Data extracted from a collection ->
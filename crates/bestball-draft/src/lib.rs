// Library root: the live draft engine (pick order, roster rules, atomic pick
// commits, autodraft queues, the per-room auto-pick timer, and the client-side
// latency/sync helpers) plus the store backends it runs against.

pub mod autopick;
pub mod clock;
pub mod commit;
pub mod engine;
pub mod error;
pub mod latency;
pub mod lifecycle;
pub mod model;
pub mod pick_order;
pub mod pool;
pub mod queue;
pub mod roster;
pub mod store;
pub mod sync;
pub mod timer;
#[cfg(test)]
mod tests {
    use super::*;
    use crate::clock::ManualClock;
    use crate::model::{DraftRoom, QueueEntry};
    use crate::pool::{PlayerPoolEntry, StaticPlayerPool};
    use crate::error::ErrorClass;
    use crate::roster::{Position, PositionLimit};
    use crate::store::{MemoryStore, RoomSubscription};
    use async_trait::async_trait;
    use chrono::TimeZone;

    fn t0() -> DateTime<Utc> {
        Utc.with_ymd_and_hms(2026, 9, 1, 18, 0, 0).unwrap()
    }

    fn make_pool() -> StaticPlayerPool {
        let positions = [
            Position::RunningBack,
            Position::WideReceiver,
            Position::WideReceiver,
            Position::RunningBack,
            Position::Quarterback,
            Position::TightEnd,
            Position::WideReceiver,
            Position::TightEnd,
            Position::Quarterback,
        ];
        StaticPlayerPool::from_entries(
            positions
                .iter()
                .enumerate()
                .map(|(i, pos)| PlayerPoolEntry {
                    player_id: format!("p{}", i + 1),
                    name: format!("Player {}", i + 1),
                    position: *pos,
                    team: "FA".into(),
                    bye_week: None,
                    rank: Some(i as u32 + 1),
                })
                .collect(),
        )
    }

    fn active_room(ids: &[&str], rounds: u32) -> DraftRoom {
        let mut room = DraftRoom::new(
            "room",
            ids.iter().map(|s| s.to_string()).collect(),
            rounds,
            30,
            t0(),
        );
        room.status = RoomStatus::Active;
        room.current_turn_deadline = Some(t0() + chrono::Duration::seconds(30));
        room
    }

    async fn make_service(room: DraftRoom) -> (Arc<MemoryStore>, Arc<ManualClock>, PickCommitService) {
        make_service_with(room, RosterRules::default()).await
    }

    async fn make_service_with(
        room: DraftRoom,
        rules: RosterRules,
    ) -> (Arc<MemoryStore>, Arc<ManualClock>, PickCommitService) {
        let store = Arc::new(MemoryStore::new());
        store.create_room(room).await.unwrap();
        let clock = Arc::new(ManualClock::new(t0()));
        let svc = PickCommitService::new(
            store.clone(),
            Arc::new(make_pool()),
            clock.clone(),
            Arc::new(rules),
        )
        .with_grace(chrono::Duration::milliseconds(1500));
        (store, clock, svc)
    }

    fn limits(entries: &[(Position, u32, u32)]) -> RosterRules {
        RosterRules::new(
            entries
                .iter()
                .map(|(pos, min, max)| (*pos, PositionLimit { min: *min, max: *max }))
                .collect(),
        )
    }

    fn req(who: &str, player: &str, idx: u32) -> PickRequest {
        PickRequest {
            room_id: "room".into(),
            participant_id: who.into(),
            player_id: player.into(),
            expected_pick_index: idx,
            origin: PickOrigin::Manual,
        }
    }

    #[tokio::test]
    async fn three_by_two_room_runs_to_completion() {
        let (store, clock, svc) = make_service(active_room(&["A", "B", "C"], 2)).await;
        let order = ["A", "B", "C", "C", "B", "A"];
        for (idx, who) in order.iter().enumerate() {
            clock.advance(chrono::Duration::seconds(5));
            let pick = svc
                .commit_pick(&req(who, &format!("p{}", idx + 1), idx as u32))
                .await
                .unwrap();
            assert_eq!(pick.pick_index, idx as u32);
            assert_eq!(pick.round, idx as u32 / 3 + 1);
        }

        let snap = store.load_room("room").await.unwrap();
        assert_eq!(snap.room.status, RoomStatus::Complete);
        assert_eq!(snap.room.current_turn_deadline, None);
        let indices: Vec<u32> = snap.picks.iter().map(|p| p.pick_index).collect();
        assert_eq!(indices, vec![0, 1, 2, 3, 4, 5]);

        let err = svc.commit_pick(&req("A", "p7", 6)).await.unwrap_err();
        assert!(matches!(err, CommitError::RoomNotActive));
    }

    #[tokio::test]
    async fn success_recomputes_deadline_from_now() {
        let (store, clock, svc) = make_service(active_room(&["A", "B"], 2)).await;
        clock.advance(chrono::Duration::seconds(12));
        svc.commit_pick(&req("A", "p1", 0)).await.unwrap();
        let snap = store.load_room("room").await.unwrap();
        assert_eq!(
            snap.room.current_turn_deadline,
            Some(t0() + chrono::Duration::seconds(42))
        );
        assert_eq!(snap.room.current_pick_index, 1);
    }

    #[tokio::test]
    async fn wrong_expected_index_is_stale_and_replays_stay_stale() {
        let (store, _clock, svc) = make_service(active_room(&["A", "B"], 2)).await;
        svc.commit_pick(&req("A", "p1", 0)).await.unwrap();
        // Auto-pick for B lands first.
        let mut auto = req("B", "p2", 1);
        auto.origin = PickOrigin::Auto;
        svc.commit_pick(&auto).await.unwrap();

        for _ in 0..3 {
            let err = svc.commit_pick(&req("B", "p3", 1)).await.unwrap_err();
            assert!(matches!(err, CommitError::StaleTurn { expected: 1, current: 2 }));
        }
        assert_eq!(store.load_room("room").await.unwrap().picks.len(), 2);
    }

    #[tokio::test]
    async fn precondition_failures_do_not_mutate() {
        let (store, _clock, svc) = make_service(active_room(&["A", "B"], 2)).await;
        let before = store.load_room("room").await.unwrap();

        let err = svc.commit_pick(&req("B", "p1", 0)).await.unwrap_err();
        assert_eq!(err.code(), "NOT_PARTICIPANTS_TURN");
        let err = svc.commit_pick(&req("Z", "p1", 0)).await.unwrap_err();
        assert_eq!(err.code(), "UNKNOWN_PARTICIPANT");
        let err = svc.commit_pick(&req("A", "nobody", 0)).await.unwrap_err();
        assert_eq!(err.code(), "UNKNOWN_PLAYER");

        assert_eq!(store.load_room("room").await.unwrap(), before);
    }

    #[tokio::test]
    async fn taken_player_is_rejected() {
        let (_store, _clock, svc) = make_service(active_room(&["A", "B"], 2)).await;
        svc.commit_pick(&req("A", "p1", 0)).await.unwrap();
        let err = svc.commit_pick(&req("B", "p1", 1)).await.unwrap_err();
        assert_eq!(err.code(), "PLAYER_ALREADY_ROSTERED_ELSEWHERE");
    }

    #[tokio::test]
    async fn paused_room_rejects_picks() {
        let mut room = active_room(&["A", "B"], 2);
        room.status = RoomStatus::Paused;
        let (_store, _clock, svc) = make_service(room).await;
        let err = svc.commit_pick(&req("A", "p1", 0)).await.unwrap_err();
        assert!(matches!(err, CommitError::RoomNotActive));
    }

    #[test]
    fn plan_commit_checks_status_before_stale_index() {
        let mut room = active_room(&["A"], 1);
        room.status = RoomStatus::Complete;
        room.current_pick_index = 1;
        let snap = RoomSnapshot {
            room,
            picks: vec![],
            version: 3,
        };
        let err = plan_commit(
            &snap,
            &req("A", "p1", 0),
            &make_pool(),
            &RosterRules::default(),
            t0(),
            chrono::Duration::zero(),
        )
        .unwrap_err();
        assert!(matches!(err, CommitError::RoomNotActive));
    }

    // =======================================================================
    // Turn deadline
    // =======================================================================

    #[tokio::test]
    async fn manual_pick_past_deadline_and_grace_is_refused() {
        let (store, clock, svc) = make_service(active_room(&["A", "B"], 2)).await;
        let before = store.load_room("room").await.unwrap();

        // Deadline t0+30s, grace 1.5s.
        clock.advance(chrono::Duration::hours(2));
        let err = svc.commit_pick(&req("A", "p1", 0)).await.unwrap_err();
        assert!(matches!(err, CommitError::TurnExpired { pick_index: 0 }));
        assert_eq!(err.code(), "TURN_EXPIRED");
        assert_eq!(err.class(), ErrorClass::Superseded);
        assert_eq!(store.load_room("room").await.unwrap(), before);

        // The expired slot is still open to the auto-pick.
        let mut auto = req("A", "p1", 0);
        auto.origin = PickOrigin::Auto;
        let pick = svc.commit_pick(&auto).await.unwrap();
        assert_eq!(pick.origin, PickOrigin::Auto);
    }

    #[tokio::test]
    async fn manual_pick_inside_grace_still_counts() {
        let (_store, clock, svc) = make_service(active_room(&["A", "B"], 2)).await;
        clock.advance(chrono::Duration::milliseconds(31_499));
        assert!(svc.commit_pick(&req("A", "p1", 0)).await.is_ok());

        // B's fresh deadline is 30s after A's commit.
        clock.advance(chrono::Duration::milliseconds(31_500));
        let err = svc.commit_pick(&req("B", "p2", 1)).await.unwrap_err();
        assert_eq!(err.code(), "TURN_EXPIRED");
    }

    #[tokio::test]
    async fn late_replay_of_a_filled_turn_is_stale_not_expired() {
        let (_store, clock, svc) = make_service(active_room(&["A", "B"], 2)).await;
        svc.commit_pick(&req("A", "p1", 0)).await.unwrap();
        clock.advance(chrono::Duration::minutes(10));
        let err = svc.commit_pick(&req("A", "p1", 0)).await.unwrap_err();
        assert_eq!(err.code(), "STALE_TURN");
    }

    // =======================================================================
    // Roster rules at commit time
    // =======================================================================

    #[tokio::test]
    async fn second_quarterback_over_ceiling_is_refused_without_writing() {
        let rules = limits(&[(Position::Quarterback, 0, 1)]);
        let (store, _clock, svc) = make_service_with(active_room(&["A", "B"], 4), rules).await;
        svc.commit_pick(&req("A", "p5", 0)).await.unwrap();
        svc.commit_pick(&req("B", "p1", 1)).await.unwrap();
        svc.commit_pick(&req("B", "p2", 2)).await.unwrap();
        let before = store.load_room("room").await.unwrap();

        let err = svc.commit_pick(&req("A", "p9", 3)).await.unwrap_err();
        assert!(matches!(
            err,
            CommitError::PositionCeilingExceeded { position: Position::Quarterback, max: 1 }
        ));
        assert_eq!(err.code(), "POSITION_CEILING_EXCEEDED");
        assert_eq!(err.class(), ErrorClass::Rejected);
        assert_eq!(store.load_room("room").await.unwrap(), before);

        // A different position still goes through on the same turn.
        let pick = svc.commit_pick(&req("A", "p3", 3)).await.unwrap();
        assert_eq!(pick.pick_index, 3);
    }

    #[tokio::test]
    async fn pick_that_strands_a_minimum_is_refused() {
        let rules = limits(&[(Position::TightEnd, 2, 2)]);
        let (store, _clock, svc) = make_service_with(active_room(&["A", "B"], 2), rules).await;

        let err = svc.commit_pick(&req("A", "p1", 0)).await.unwrap_err();
        assert_eq!(err.code(), "ROSTER_MINIMUM_UNREACHABLE");
        assert!(store.load_room("room").await.unwrap().picks.is_empty());

        svc.commit_pick(&req("A", "p6", 0)).await.unwrap();
    }

    /// Store wrapper whose reads yield before returning, so two concurrent
    /// commits both read the same version.
    struct InterleavingStore {
        inner: MemoryStore,
        always_conflict: bool,
    }

    #[async_trait]
    impl DraftStore for InterleavingStore {
        async fn create_room(&self, room: DraftRoom) -> Result<RoomSnapshot, StoreError> {
            self.inner.create_room(room).await
        }
        async fn load_room(&self, room_id: &str) -> Result<RoomSnapshot, StoreError> {
            let snap = self.inner.load_room(room_id).await;
            tokio::task::yield_now().await;
            snap
        }
        async fn commit_room(&self, write: RoomWrite) -> Result<RoomSnapshot, StoreError> {
            if self.always_conflict {
                return Err(StoreError::Conflict);
            }
            self.inner.commit_room(write).await
        }
        async fn list_rooms(&self) -> Result<Vec<String>, StoreError> {
            self.inner.list_rooms().await
        }
        async fn load_queue(&self, room_id: &str, pid: &str) -> Result<QueueEntry, StoreError> {
            self.inner.load_queue(room_id, pid).await
        }
        async fn save_queue(&self, room_id: &str, entry: &QueueEntry) -> Result<(), StoreError> {
            self.inner.save_queue(room_id, entry).await
        }
        async fn subscribe(&self, room_id: &str) -> Result<RoomSubscription, StoreError> {
            self.inner.subscribe(room_id).await
        }
    }

    async fn interleaving_service(always_conflict: bool) -> (Arc<InterleavingStore>, PickCommitService) {
        let store = Arc::new(InterleavingStore {
            inner: MemoryStore::new(),
            always_conflict,
        });
        store.create_room(active_room(&["A", "B"], 2)).await.unwrap();
        let svc = PickCommitService::new(
            store.clone(),
            Arc::new(make_pool()),
            Arc::new(ManualClock::new(t0())),
            Arc::new(RosterRules::default()),
        );
        (store, svc)
    }

    #[tokio::test]
    async fn concurrent_commits_for_one_slot_have_one_winner() {
        let (store, svc) = interleaving_service(false).await;
        let manual = req("A", "p1", 0);
        let mut auto = req("A", "p2", 0);
        auto.origin = PickOrigin::Auto;

        let (a, b) = tokio::join!(svc.commit_pick(&manual), svc.commit_pick(&auto));
        let outcomes = [a, b];
        let wins = outcomes.iter().filter(|r| r.is_ok()).count();
        assert_eq!(wins, 1);
        let loser = outcomes.iter().find_map(|r| r.as_ref().err()).unwrap();
        assert!(matches!(
            loser,
            CommitError::StaleTurn { .. } | CommitError::PlayerAlreadyRosteredElsewhere { .. }
        ));

        let snap = store.load_room("room").await.unwrap();
        assert_eq!(snap.picks.len(), 1);
        assert_eq!(snap.room.current_pick_index, 1);
    }

    #[tokio::test]
    async fn exhausted_retries_surface_contention() {
        let (_store, svc) = interleaving_service(true).await;
        let svc = svc.with_max_attempts(3);
        let err = svc.commit_pick(&req("A", "p1", 0)).await.unwrap_err();
        assert!(matches!(err, CommitError::CommitContention { attempts: 3 }));
        assert_eq!(err.code(), "COMMIT_CONTENTION");
    }
}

Required action ->
Work out how many lines in the records include "DraftRoom". Only the number should be given.

Response ->
6